Scan the listing below for the word "Clone" and copy every line that has it.

╭──

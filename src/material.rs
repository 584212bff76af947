use crate::color::Color;
use serde::Deserialize;

/// Which Phong terms a material contributes beyond ambient.
#[derive(Clone, Copy, Debug, PartialEq, Eq, Deserialize)]
#[serde(rename_all = "lowercase")]
pub enum ShadingMode {
    Diffuse,
    Specular,
    Both,
}

impl ShadingMode {
    pub fn has_diffuse(self) -> bool {
        matches!(self, ShadingMode::Diffuse | ShadingMode::Both)
    }

    pub fn has_specular(self) -> bool {
        matches!(self, ShadingMode::Specular | ShadingMode::Both)
    }
}

/// Surface material, owned by the scene and shared by every shading call.
#[derive(Clone, Copy, Debug)]
pub struct Material {
    pub diffuse: Color,
    pub specular: Color,
    pub shininess: f32,
    pub mode: ShadingMode,
}

impl Material {
    pub fn new(diffuse: Color, specular: Color, shininess: f32, mode: ShadingMode) -> Self {
        Self {
            diffuse,
            specular,
            shininess,
            mode,
        }
    }
}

╰──

### Exercise output:
#[derive(Clone, Copy, Debug, PartialEq, Eq, Deserialize)]
#[derive(Clone, Copy, Debug)]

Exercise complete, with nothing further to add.